Monday, December 15, 2014

Tip #2 for a Successful 1:1 Implementation: Differentiate Teacher Training

Last week at the Minnesota TIES State Technology Conference, Jen Hegna, Director of Information and Learning Technology for Byron Public Schools, and I presented on 1:1 Professional Development: Beyond Year One. Our presentation slides can be found here. Preparing for a presentation is always a good time to analyze and reflect on current practices as you figure out what to highlight and share. Working with someone from another district is a great way to learn about other options and compare notes.

Too often failed 1:1 implementations make headlines for a lack of planning, including professional development.  Well planned and sustained professional development is a key component of a successful 1:1 program.  Budgeting PD funding and staff not only for the initial roll out year but the years to come is essential.  Better yet, begin the PD a year or more ahead of the implementation!

The training should be relevant, frequent, and differentiated.  In Minnetonka, we have found great success with small group meetings held before/during/after school.  Sometimes teachers meet by grade levels and subjects, and other times by ability and interest.  Providing teachers with opportunities to connect, collaborate, and brainstorm ideas has advanced the level of technology integration we see on a daily basis in our 1:1 program.  We schedule these half-day sessions in August and two to three additional times during the school year, depending on the number of years of experience teachers have. Each of our teachers will receive about nine hours total of training this year, an amount that has decreased quite a bit from four years ago when iPad were so new to everyone--back then it was six full days during the first year!  

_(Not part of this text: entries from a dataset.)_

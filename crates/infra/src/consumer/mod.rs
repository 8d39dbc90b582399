//! Event consumption loop.
//!
//! The consumer owns a dedicated OS thread and bridges into the async stores
//! through a tokio runtime handle. Acknowledgement happens only after the
//! engine has applied (or terminally rejected) a message, so a crash or a
//! store outage leaves the message pending and the transport redelivers it.

mod redis_streams;
mod transport;

pub use redis_streams::RedisStreamsTransport;
pub use transport::{EventTransport, InMemoryTransport, TransportError, TransportMessage};

use std::sync::atomic::{AtomicBool, Ordering};
use std::sync::Arc;
use std::thread::JoinHandle;
use std::time::Duration;

use tokio::runtime::Handle;
use tracing::{error, info, warn};

use wareflow_events::EventEnvelope;

use crate::engine::{ApplyOutcome, ReconciliationEngine};
use crate::store::{LedgerStore, MovementStore, StoreError};

const BATCH_SIZE: usize = 16;
const IDLE_WAIT: Duration = Duration::from_millis(25);

/// Exponential backoff for transport and store failures.
struct Backoff {
    base: Duration,
    max: Duration,
    current: Duration,
}

impl Backoff {
    fn new(base: Duration, max: Duration) -> Self {
        Self {
            base,
            max,
            current: base,
        }
    }

    fn next(&mut self) -> Duration {
        let wait = self.current;
        self.current = (self.current * 2).min(self.max);
        wait
    }

    fn reset(&mut self) {
        self.current = self.base;
    }
}

pub struct Consumer<T, L, M> {
    transport: T,
    engine: Arc<ReconciliationEngine<L, M>>,
    runtime: Handle,
    stop: Arc<AtomicBool>,
}

impl<T, L, M> Consumer<T, L, M>
where
    T: EventTransport + 'static,
    L: LedgerStore + 'static,
    M: MovementStore + 'static,
{
    pub fn new(transport: T, engine: Arc<ReconciliationEngine<L, M>>, runtime: Handle) -> Self {
        Self {
            transport,
            engine,
            runtime,
            stop: Arc::new(AtomicBool::new(false)),
        }
    }

    /// Start the consumption loop on its own thread.
    pub fn spawn(mut self) -> ConsumerHandle {
        let stop = self.stop.clone();
        let thread = std::thread::Builder::new()
            .name("wareflow-consumer".into())
            .spawn(move || self.run())
            .expect("spawn consumer thread");
        ConsumerHandle {
            stop,
            thread: Some(thread),
        }
    }

    fn run(&mut self) {
        info!("consumer started");
        let mut backoff = Backoff::new(Duration::from_millis(100), Duration::from_secs(10));

        while !self.stop.load(Ordering::Relaxed) {
            let messages = match self.transport.pull(BATCH_SIZE) {
                Ok(messages) => {
                    backoff.reset();
                    messages
                }
                Err(e) => {
                    error!(error = %e, "transport pull failed, backing off");
                    std::thread::sleep(backoff.next());
                    continue;
                }
            };

            if messages.is_empty() {
                std::thread::sleep(IDLE_WAIT);
                continue;
            }

            for message in messages {
                if self.stop.load(Ordering::Relaxed) {
                    break;
                }
                match self.handle(&message) {
                    Ok(()) => {
                        if let Err(e) = self.transport.ack(&[message.delivery_id.clone()]) {
                            // Ack failure leaves the message pending; identical
                            // redelivery is a no-op in the engine.
                            error!(
                                delivery_id = %message.delivery_id,
                                error = %e,
                                "failed to acknowledge message"
                            );
                        }
                    }
                    Err(e) => {
                        // Store fault: do not ack, let the transport redeliver
                        // after a backoff instead of losing the event.
                        error!(
                            delivery_id = %message.delivery_id,
                            error = %e,
                            "store unavailable, leaving message pending"
                        );
                        std::thread::sleep(backoff.next());
                        break;
                    }
                }
            }
        }

        info!("consumer stopped");
    }

    /// Process one message. `Ok` means the message is done with (applied,
    /// rejected, or unreadable) and must be acked; `Err` means a store fault
    /// and the message stays pending.
    fn handle(&self, message: &TransportMessage) -> Result<(), StoreError> {
        let envelope = match EventEnvelope::decode(&message.payload) {
            Ok(envelope) => envelope,
            Err(e) => {
                warn!(
                    delivery_id = %message.delivery_id,
                    error = %e,
                    "skipping malformed message"
                );
                return Ok(());
            }
        };

        let outcome = self.runtime.block_on(self.engine.apply(envelope.data()))?;
        if let ApplyOutcome::Rejected(reason) = outcome {
            warn!(
                delivery_id = %message.delivery_id,
                movement_id = %envelope.data().movement_id,
                reason = %reason,
                "event rejected"
            );
        }
        Ok(())
    }
}

/// Handle for stopping and joining a spawned consumer.
pub struct ConsumerHandle {
    stop: Arc<AtomicBool>,
    thread: Option<JoinHandle<()>>,
}

impl ConsumerHandle {
    /// Signal the loop to exit after the current iteration.
    pub fn stop(&self) {
        self.stop.store(true, Ordering::Relaxed);
    }

    pub fn join(mut self) {
        if let Some(thread) = self.thread.take() {
            let _ = thread.join();
        }
    }
}

// Joining on drop keeps the loop from outliving the runtime it blocks on.
impl Drop for ConsumerHandle {
    fn drop(&mut self) {
        self.stop();
        if let Some(thread) = self.thread.take() {
            let _ = thread.join();
        }
    }
}

#[cfg(test)]
mod tests {
    use super::*;

    #[test]
    fn backoff_doubles_and_caps() {
        let mut backoff = Backoff::new(Duration::from_millis(100), Duration::from_millis(500));
        assert_eq!(backoff.next(), Duration::from_millis(100));
        assert_eq!(backoff.next(), Duration::from_millis(200));
        assert_eq!(backoff.next(), Duration::from_millis(400));
        assert_eq!(backoff.next(), Duration::from_millis(500));
        assert_eq!(backoff.next(), Duration::from_millis(500));
        backoff.reset();
        assert_eq!(backoff.next(), Duration::from_millis(100));
    }
}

Building on our tradition of successful large group professional development trainings during our first years of 1:1, we have implemented a differentiated training model by listening to teacher feedback and working with building administration.  With the integration of 1:1 iPads we found that our training methods had to evolve to better meet the varied needs of all our teachers. In addition, we wanted the training to provide a way to model better practices of classroom integration.  

Over the years, our staff trainings moved away from the stand and deliver format to a more interactive approach that gives teachers opportunity to self pace while learning how to use new technology.  This model also frees the instructor to take on a facilitator and coaching role and better help all user abilities in the same training. Our teachers take part in numerous training sessions throughout the year where they meet, collaborate, and learn with one another to better implement the technology into their classrooms. Teachers on Special Assignment for Instructional Technology (Tech TOSAs) and Media Specialists work closely with their colleagues to integrate technology into all curricular areas, including art, music, business, health, physical education, special education, family and consumer science, media, as well as all core areas. For our teachers with a year or more of experience, a flexible model has been created as illustrated in the flow chart below. Teachers get to choose how they want to spend a third of their PD time, giving them more buy in and ownership of their learning.

They can choose to observe their colleagues teaching for an hour, work one on one with a Tech Coach, meet in a small group of their choosing, or attend a before school session on a topic of their choice. To document this, our instructional technology staff has created a collaborative document which is shared with each teacher to outline their learning and goals for the year, such as the small group planning document pictured below:

In addition to these flexible training opportunities, we have many other ways we help develop the skills of our 1:1 teachers, including frequently highlighting ideas in staff meetings and newsletter type communications, all with the goal of building a common language around iPad integration.  We also have an online Schoology (LMS) group for just our 1:1 teachers, and have begun offering some online learning PD options for teachers, too.